EUA/eleições

Barack Obama convoca líderes republicanos para reunião na Casa Branca

O presidente americano Barack Obama durante a coletiva de imprensa após as eleições legislativas, nesta quarta-feira
O presidente americano Barack Obama durante a coletiva de imprensa após as eleições legislativas, nesta quarta-feira REUTERS/Larry Downing

O presidente americano propôs que os partidos deixem as desavenças de lado e discutam juntos o futuro da nação. Obama assumiu suas falhas na lenta retomada do crescimento econômico.

Publicidade

Raquel Krähenbühl, correspondente da RFI em Washington

O presidente Barack Obama marcou uma reunião com os dirigentes do partido Republicano na Casa Branca na segunda semana de novembro. O anúncio foi feito nesta quinta-feira, um dia depois do pronunciamento após a derrota nas eleições legislativas. Obama telefonou para os líderes republicanos no Congresso, Mitch McConnel, John Boehner, Harry Reid e Nancy Pelosi. Segundo o presidente, eles devem discutir sobre a retomada do crescimento econômico e um programa comum. "Não será apenas um encontro para tirar uma foto", disse o presidente.

Nesta quarta-feira, visivelmente abatido, Obama assumiu a responsabilidade pela derrota nas eleições legislativas, durante seu pronunciamento. Para ele, o resultado das urnas mostra que os americanos estão frustrados com a recuperação da economia e que o seu governo não avançou o suficiente nesta área nos últimos dois anos.

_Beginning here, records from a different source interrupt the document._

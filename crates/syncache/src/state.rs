//! # Cache State
//!
//! This module defines the tagged-union state value published to observers
//! and the pure transition functions that evolve it. Transitions are total,
//! side-effect free and fully deterministic from the current state plus one
//! fact, so every reachable state is constructible and comparable as plain
//! data.

use chrono::{DateTime, Utc};

use crate::error::EngineError;

/// Observable state of one logical cache instance.
#[derive(Debug, Clone, PartialEq)]
pub enum CacheState<T> {
    /// No requirements are currently bound.
    Unbound,
    /// Storage has never completed a successful fetch for this tag.
    NoCacheYet {
        fetching: bool,
        error: Option<EngineError>,
    },
    /// At least one successful fetch occurred. `data: None` means "fetched
    /// but empty", which is distinct from `NoCacheYet`.
    Cache {
        data: Option<T>,
        last_fetched_at: DateTime<Utc>,
        fetching: bool,
        error: Option<EngineError>,
    },
}

impl<T> Default for CacheState<T> {
    fn default() -> Self {
        Self::Unbound
    }
}

impl<T> CacheState<T> {
    /// Initial state when the tracker reports "never fetched".
    pub fn no_cache_yet() -> Self {
        Self::NoCacheYet {
            fetching: false,
            error: None,
        }
    }

    /// Initial state when the tracker reports at least one prior successful
    /// fetch. Data stays `None` until the first storage read arrives.
    pub fn cache_exists(last_fetched_at: DateTime<Utc>) -> Self {
        Self::Cache {
            data: None,
            last_fetched_at,
            fetching: false,
            error: None,
        }
    }

    /// A refresh attempt has started. Preserves data, clears any stale error.
    pub fn begin_fetch(self) -> Self {
        match self {
            Self::Unbound | Self::NoCacheYet { .. } => Self::NoCacheYet {
                fetching: true,
                error: None,
            },
            Self::Cache {
                data,
                last_fetched_at,
                ..
            } => Self::Cache {
                data,
                last_fetched_at,
                fetching: true,
                error: None,
            },
        }
    }

    /// A refresh attempt resolved successfully at `at`. Does not touch data:
    /// the subsequent storage re-read is the single source of truth for it.
    pub fn finish_fetch(self, at: DateTime<Utc>) -> Self {
        match self {
            Self::Unbound | Self::NoCacheYet { .. } => Self::Cache {
                data: None,
                last_fetched_at: at,
                fetching: false,
                error: None,
            },
            Self::Cache { data, .. } => Self::Cache {
                data,
                last_fetched_at: at,
                fetching: false,
                error: None,
            },
        }
    }

    /// An attempt failed. Resolves to a terminal idle sub-state with the
    /// error attached; existing data and fetch stamp are untouched.
    pub fn fail(self, error: EngineError) -> Self {
        match self {
            Self::Unbound | Self::NoCacheYet { .. } => Self::NoCacheYet {
                fetching: false,
                error: Some(error),
            },
            Self::Cache {
                data,
                last_fetched_at,
                ..
            } => Self::Cache {
                data,
                last_fetched_at,
                fetching: false,
                error: Some(error),
            },
        }
    }

    /// The latest storage read. Only ever determines `data`; fetch status is
    /// owned by the refresh facts above. An absence read while no fetch has
    /// ever succeeded is the identity: it carries no new fact, so a
    /// just-published first-fetch error survives it. `fetched_at_hint` is
    /// used only when this read promotes the state into `Cache` space.
    pub fn storage_read(self, data: Option<T>, fetched_at_hint: DateTime<Utc>) -> Self {
        match self {
            Self::Cache {
                last_fetched_at,
                fetching,
                ..
            } => Self::Cache {
                data,
                last_fetched_at,
                fetching,
                error: None,
            },
            Self::Unbound | Self::NoCacheYet { .. } if data.is_none() => self,
            Self::NoCacheYet { fetching, .. } => Self::Cache {
                data,
                last_fetched_at: fetched_at_hint,
                fetching,
                error: None,
            },
            Self::Unbound => Self::Cache {
                data,
                last_fetched_at: fetched_at_hint,
                fetching: false,
                error: None,
            },
        }
    }

    /// Whether a refresh is currently in flight.
    pub fn is_fetching(&self) -> bool {
        match self {
            Self::Unbound => false,
            Self::NoCacheYet { fetching, .. } | Self::Cache { fetching, .. } => *fetching,
        }
    }

    /// The error attached by the most recent failed attempt, if any.
    pub fn error(&self) -> Option<&EngineError> {
        match self {
            Self::Unbound => None,
            Self::NoCacheYet { error, .. } | Self::Cache { error, .. } => error.as_ref(),
        }
    }

    /// The latest storage-read data, if the state carries any.
    pub fn data(&self) -> Option<&T> {
        match self {
            Self::Cache { data, .. } => data.as_ref(),
            _ => None,
        }
    }

    /// When the last successful fetch completed, if one ever did.
    pub fn last_fetched_at(&self) -> Option<DateTime<Utc>> {
        match self {
            Self::Cache { last_fetched_at, .. } => Some(*last_fetched_at),
            _ => None,
        }
    }

    /// Whether requirements are currently bound.
    pub fn is_bound(&self) -> bool {
        !matches!(self, Self::Unbound)
    }

    /// Whether at least one successful fetch has been recorded.
    pub fn has_cache(&self) -> bool {
        matches!(self, Self::Cache { .. })
    }
}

Obama insistiu que ele precisa fazer um trabalho melhor, como todos em Washington precisam. “Quero que os democratas e os republicanos discutam o futuro de nossa nação. O que nosso povo não quer, é que a gente passe dois anos brigando, como temos feito nos últimos anos", disse Obama.

O presidente reconheceu que não vai ser fácil e que não vai ser possível construir pontes para cada diferença, mas disse que o povo americano não quer que os partidos passem os próximos dois anos brigando e em campanha para as eleições presidenciais de 2012. Obama insistiu no discurso da união, dizendo que nenhum partido tem o monopólio da sabedoria e que está ansioso para ouvir boas idéias dos dois lados. O presidente acredita que, mesmo com o Congresso dividido, há esperança para a sociedade e há espaço para progresso na agenda legislativa, como na área de educação e energia .

Raquel Krähenbühl, correspondente da RFI em Washington

Mais cedo, ele telefonou para os líderes republicanos no Congresso, John Boehner e Mitch McConnell, e disse que está disposição a colaborar para encontrar terreno comum e trazer progresso para o país. Por outro lado, a oposição não parece disposta a colaborar. Os líderes do partido republicano garantiram que vão usar está oportunidade de ouro para voltar a reduzir o tamanho do governo e rever a reforma do sistema de saúde – uma das prioridades do governo Obama na agenda doméstica.

O deputado republicano John Boehner, líder do partido na Câmara dos Representantes e futuro presidente da Casa, afirmou que o corte nos gastos do governo vai ser prioridade e atacou a reforma da saúde, dizendo que os americanos estão preocupados e que é importante preparar o terreno antes de começar a anular o que ele chamou de monstruosidade. Ele disse ainda que o resultado das eleições mostrou que o povo americano quer um novo rumo para o país. O partido do presidente perdeu o controle da Camara dos Representantes e reduziu a sua maioria no Senado.